=== Work item ===
Please repeat each entry. Match every word exactly.

Saved data entries:
--- START ---
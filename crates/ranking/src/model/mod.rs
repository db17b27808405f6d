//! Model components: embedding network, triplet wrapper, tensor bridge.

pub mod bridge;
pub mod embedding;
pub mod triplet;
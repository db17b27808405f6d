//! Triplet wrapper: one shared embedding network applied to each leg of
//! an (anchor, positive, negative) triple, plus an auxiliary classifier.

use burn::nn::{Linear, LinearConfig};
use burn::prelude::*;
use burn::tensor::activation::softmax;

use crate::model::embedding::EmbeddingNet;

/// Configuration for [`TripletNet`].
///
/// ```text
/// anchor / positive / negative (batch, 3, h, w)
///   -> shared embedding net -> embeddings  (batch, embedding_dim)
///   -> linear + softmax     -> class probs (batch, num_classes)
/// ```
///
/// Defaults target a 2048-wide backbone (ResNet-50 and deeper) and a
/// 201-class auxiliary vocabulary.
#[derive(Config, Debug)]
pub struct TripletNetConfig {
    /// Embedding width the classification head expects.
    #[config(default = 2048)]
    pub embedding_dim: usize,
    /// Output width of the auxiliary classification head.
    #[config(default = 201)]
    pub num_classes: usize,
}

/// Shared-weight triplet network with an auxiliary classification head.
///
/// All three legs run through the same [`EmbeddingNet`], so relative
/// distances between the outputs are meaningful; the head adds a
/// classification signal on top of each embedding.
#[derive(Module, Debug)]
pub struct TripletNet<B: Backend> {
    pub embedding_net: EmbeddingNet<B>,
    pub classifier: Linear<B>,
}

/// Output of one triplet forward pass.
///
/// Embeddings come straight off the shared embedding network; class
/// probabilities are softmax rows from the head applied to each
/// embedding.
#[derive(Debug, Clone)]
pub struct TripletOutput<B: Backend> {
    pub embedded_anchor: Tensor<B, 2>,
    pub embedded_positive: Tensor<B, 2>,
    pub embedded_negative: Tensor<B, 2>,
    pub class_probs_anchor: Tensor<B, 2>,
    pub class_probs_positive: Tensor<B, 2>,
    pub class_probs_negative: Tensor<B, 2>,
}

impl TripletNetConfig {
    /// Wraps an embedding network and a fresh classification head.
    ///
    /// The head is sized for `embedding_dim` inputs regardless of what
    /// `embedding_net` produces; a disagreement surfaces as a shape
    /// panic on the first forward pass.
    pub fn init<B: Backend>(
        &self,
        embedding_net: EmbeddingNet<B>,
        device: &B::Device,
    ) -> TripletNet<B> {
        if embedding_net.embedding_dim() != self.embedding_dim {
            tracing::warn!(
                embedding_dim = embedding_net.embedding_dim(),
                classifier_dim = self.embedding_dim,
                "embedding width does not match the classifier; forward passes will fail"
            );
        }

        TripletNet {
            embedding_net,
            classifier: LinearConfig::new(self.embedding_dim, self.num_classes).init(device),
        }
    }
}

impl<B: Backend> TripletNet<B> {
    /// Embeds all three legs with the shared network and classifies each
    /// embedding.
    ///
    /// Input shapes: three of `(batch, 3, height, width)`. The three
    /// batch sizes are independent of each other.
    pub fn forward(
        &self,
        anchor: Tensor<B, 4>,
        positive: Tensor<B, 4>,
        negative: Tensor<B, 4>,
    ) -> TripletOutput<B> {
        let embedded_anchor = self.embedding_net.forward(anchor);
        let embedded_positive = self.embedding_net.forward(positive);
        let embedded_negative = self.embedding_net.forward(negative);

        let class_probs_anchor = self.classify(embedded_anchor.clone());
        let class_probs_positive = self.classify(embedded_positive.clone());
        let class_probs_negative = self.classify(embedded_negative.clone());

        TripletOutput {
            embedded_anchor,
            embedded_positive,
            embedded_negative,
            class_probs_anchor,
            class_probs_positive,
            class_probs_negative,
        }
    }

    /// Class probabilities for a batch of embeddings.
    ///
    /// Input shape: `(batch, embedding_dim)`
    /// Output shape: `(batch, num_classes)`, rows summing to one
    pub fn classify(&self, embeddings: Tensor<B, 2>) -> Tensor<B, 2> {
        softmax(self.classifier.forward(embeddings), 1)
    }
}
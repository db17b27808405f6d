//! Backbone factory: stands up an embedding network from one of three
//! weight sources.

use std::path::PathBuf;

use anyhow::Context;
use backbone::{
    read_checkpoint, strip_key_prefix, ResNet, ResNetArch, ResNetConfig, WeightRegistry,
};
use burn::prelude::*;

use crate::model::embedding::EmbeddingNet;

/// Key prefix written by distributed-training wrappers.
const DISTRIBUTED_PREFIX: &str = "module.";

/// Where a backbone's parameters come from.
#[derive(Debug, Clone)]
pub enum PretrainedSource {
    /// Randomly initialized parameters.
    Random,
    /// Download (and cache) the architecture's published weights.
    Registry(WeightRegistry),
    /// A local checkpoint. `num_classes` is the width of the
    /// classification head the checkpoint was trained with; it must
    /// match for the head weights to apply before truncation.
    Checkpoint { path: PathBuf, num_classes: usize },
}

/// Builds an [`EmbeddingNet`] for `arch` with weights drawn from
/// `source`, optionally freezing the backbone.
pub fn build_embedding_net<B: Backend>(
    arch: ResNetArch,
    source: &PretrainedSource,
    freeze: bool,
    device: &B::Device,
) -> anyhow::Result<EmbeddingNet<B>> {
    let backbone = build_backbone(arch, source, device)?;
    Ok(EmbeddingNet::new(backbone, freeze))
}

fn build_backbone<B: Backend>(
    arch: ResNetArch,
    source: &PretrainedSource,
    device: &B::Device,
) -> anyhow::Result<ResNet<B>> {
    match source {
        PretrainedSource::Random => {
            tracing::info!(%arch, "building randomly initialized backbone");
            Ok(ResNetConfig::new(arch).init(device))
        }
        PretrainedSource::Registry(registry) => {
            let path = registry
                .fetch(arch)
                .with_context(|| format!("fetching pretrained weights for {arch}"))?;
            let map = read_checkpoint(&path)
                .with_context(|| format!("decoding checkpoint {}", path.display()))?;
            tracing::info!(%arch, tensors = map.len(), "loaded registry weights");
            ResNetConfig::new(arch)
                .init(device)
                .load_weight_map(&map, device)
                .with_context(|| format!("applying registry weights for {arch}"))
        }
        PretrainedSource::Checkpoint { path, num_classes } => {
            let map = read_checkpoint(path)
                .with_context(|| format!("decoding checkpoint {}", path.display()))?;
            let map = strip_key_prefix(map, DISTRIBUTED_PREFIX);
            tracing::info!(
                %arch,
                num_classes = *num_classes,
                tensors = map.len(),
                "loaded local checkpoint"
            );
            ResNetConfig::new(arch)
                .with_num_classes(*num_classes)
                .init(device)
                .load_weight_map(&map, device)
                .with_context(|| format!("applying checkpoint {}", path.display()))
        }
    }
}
--- END ---
=== Response area ===
filename crates/ranking/src/model/mod.rs
repository db17b27808405f6d
//! Model components: embedding network, triplet wrapper, tensor bridge.

pub mod bridge;
pub mod embedding;
pub mod triplet;
repository db17b27808405f6d
//! Triplet wrapper: one shared embedding network applied to each leg of
//! an (anchor, positive, negative) triple, plus an auxiliary classifier.

use burn::nn::{Linear, LinearConfig};
use burn::prelude::*;
use burn::tensor::activation::softmax;

use crate::model::embedding::EmbeddingNet;

/// Configuration for [`TripletNet`].
///
/// ```text
/// anchor / positive / negative (batch, 3, h, w)
///   -> shared embedding net -> embeddings  (batch, embedding_dim)
///   -> linear + softmax     -> class probs (batch, num_classes)
/// ```
///
/// Defaults target a 2048-wide backbone (ResNet-50 and deeper) and a
/// 201-class auxiliary vocabulary.
#[derive(Config, Debug)]
pub struct TripletNetConfig {
    /// Embedding width the classification head expects.
    #[config(default = 2048)]
    pub embedding_dim: usize,
    /// Output width of the auxiliary classification head.
    #[config(default = 201)]
    pub num_classes: usize,
}

/// Shared-weight triplet network with an auxiliary classification head.
///
/// All three legs run through the same [`EmbeddingNet`], so relative
/// distances between the outputs are meaningful; the head adds a
/// classification signal on top of each embedding.
#[derive(Module, Debug)]
pub struct TripletNet<B: Backend> {
    pub embedding_net: EmbeddingNet<B>,
    pub classifier: Linear<B>,
}

/// Output of one triplet forward pass.
///
/// Embeddings come straight off the shared embedding network; class
/// probabilities are softmax rows from the head applied to each
/// embedding.
#[derive(Debug, Clone)]
pub struct TripletOutput<B: Backend> {
    pub embedded_anchor: Tensor<B, 2>,
    pub embedded_positive: Tensor<B, 2>,
    pub embedded_negative: Tensor<B, 2>,
    pub class_probs_anchor: Tensor<B, 2>,
    pub class_probs_positive: Tensor<B, 2>,
    pub class_probs_negative: Tensor<B, 2>,
}

impl TripletNetConfig {
    /// Wraps an embedding network and a fresh classification head.
    ///
    /// The head is sized for `embedding_dim` inputs regardless of what
    /// `embedding_net` produces; a disagreement surfaces as a shape
    /// panic on the first forward pass.
    pub fn init<B: Backend>(
        &self,
        embedding_net: EmbeddingNet<B>,
        device: &B::Device,
    ) -> TripletNet<B> {
        if embedding_net.embedding_dim() != self.embedding_dim {
            tracing::warn!(
                embedding_dim = embedding_net.embedding_dim(),
                classifier_dim = self.embedding_dim,
                "embedding width does not match the classifier; forward passes will fail"
            );
        }

        TripletNet {
            embedding_net,
            classifier: LinearConfig::new(self.embedding_dim, self.num_classes).init(device),
        }
    }
}

impl<B: Backend> TripletNet<B> {
    /// Embeds all three legs with the shared network and classifies each
    /// embedding.
    ///
    /// Input shapes: three of `(batch, 3, height, width)`. The three
    /// batch sizes are independent of each other.
    pub fn forward(
        &self,
        anchor: Tensor<B, 4>,
        positive: Tensor<B, 4>,
        negative: Tensor<B, 4>,
    ) -> TripletOutput<B> {
        let embedded_anchor = self.embedding_net.forward(anchor);
        let embedded_positive = self.embedding_net.forward(positive);
        let embedded_negative = self.embedding_net.forward(negative);

        let class_probs_anchor = self.classify(embedded_anchor.clone());
        let class_probs_positive = self.classify(embedded_positive.clone());
        let class_probs_negative = self.classify(embedded_negative.clone());

        TripletOutput {
            embedded_anchor,
            embedded_positive,
            embedded_negative,
            class_probs_anchor,
            class_probs_positive,
            class_probs_negative,
        }
    }

    /// Class probabilities for a batch of embeddings.
    ///
    /// Input shape: `(batch, embedding_dim)`
    /// Output shape: `(batch, num_classes)`, rows summing to one
    pub fn classify(&self, embeddings: Tensor<B, 2>) -> Tensor<B, 2> {
        softmax(self.classifier.forward(embeddings), 1)
    }
}
repository db17b27808405f6d
//! Backbone factory: stands up an embedding network from one of three
//! weight sources.

use std::path::PathBuf;

use anyhow::Context;
use backbone::{
    read_checkpoint, strip_key_prefix, ResNet, ResNetArch, ResNetConfig, WeightRegistry,
};
use burn::prelude::*;

use crate::model::embedding::EmbeddingNet;

/// Key prefix written by distributed-training wrappers.
const DISTRIBUTED_PREFIX: &str = "module.";

/// Where a backbone's parameters come from.
#[derive(Debug, Clone)]
pub enum PretrainedSource {
    /// Randomly initialized parameters.
    Random,
    /// Download (and cache) the architecture's published weights.
    Registry(WeightRegistry),
    /// A local checkpoint. `num_classes` is the width of the
    /// classification head the checkpoint was trained with; it must
    /// match for the head weights to apply before truncation.
    Checkpoint { path: PathBuf, num_classes: usize },
}

/// Builds an [`EmbeddingNet`] for `arch` with weights drawn from
/// `source`, optionally freezing the backbone.
pub fn build_embedding_net<B: Backend>(
    arch: ResNetArch,
    source: &PretrainedSource,
    freeze: bool,
    device: &B::Device,
) -> anyhow::Result<EmbeddingNet<B>> {
    let backbone = build_backbone(arch, source, device)?;
    Ok(EmbeddingNet::new(backbone, freeze))
}

fn build_backbone<B: Backend>(
    arch: ResNetArch,
    source: &PretrainedSource,
    device: &B::Device,
) -> anyhow::Result<ResNet<B>> {
    match source {
        PretrainedSource::Random => {
            tracing::info!(%arch, "building randomly initialized backbone");
            Ok(ResNetConfig::new(arch).init(device))
        }
        PretrainedSource::Registry(registry) => {
            let path = registry
                .fetch(arch)
                .with_context(|| format!("fetching pretrained weights for {arch}"))?;
            let map = read_checkpoint(&path)
                .with_context(|| format!("decoding checkpoint {}", path.display()))?;
            tracing::info!(%arch, tensors = map.len(), "loaded registry weights");
            ResNetConfig::new(arch)
                .init(device)
                .load_weight_map(&map, device)
                .with_context(|| format!("applying registry weights for {arch}"))
        }
        PretrainedSource::Checkpoint { path, num_classes } => {
            let map = read_checkpoint(path)
                .with_context(|| format!("decoding checkpoint {}", path.display()))?;
            let map = strip_key_prefix(map, DISTRIBUTED_PREFIX);
            tracing::info!(
                %arch,
                num_classes = *num_classes,
                tensors = map.len(),
                "loaded local checkpoint"
            );
            ResNetConfig::new(arch)
                .with_num_classes(*num_classes)
                .init(device)
                .load_weight_map(&map, device)
                .with_context(|| format!("applying checkpoint {}", path.display()))
        }
    }
}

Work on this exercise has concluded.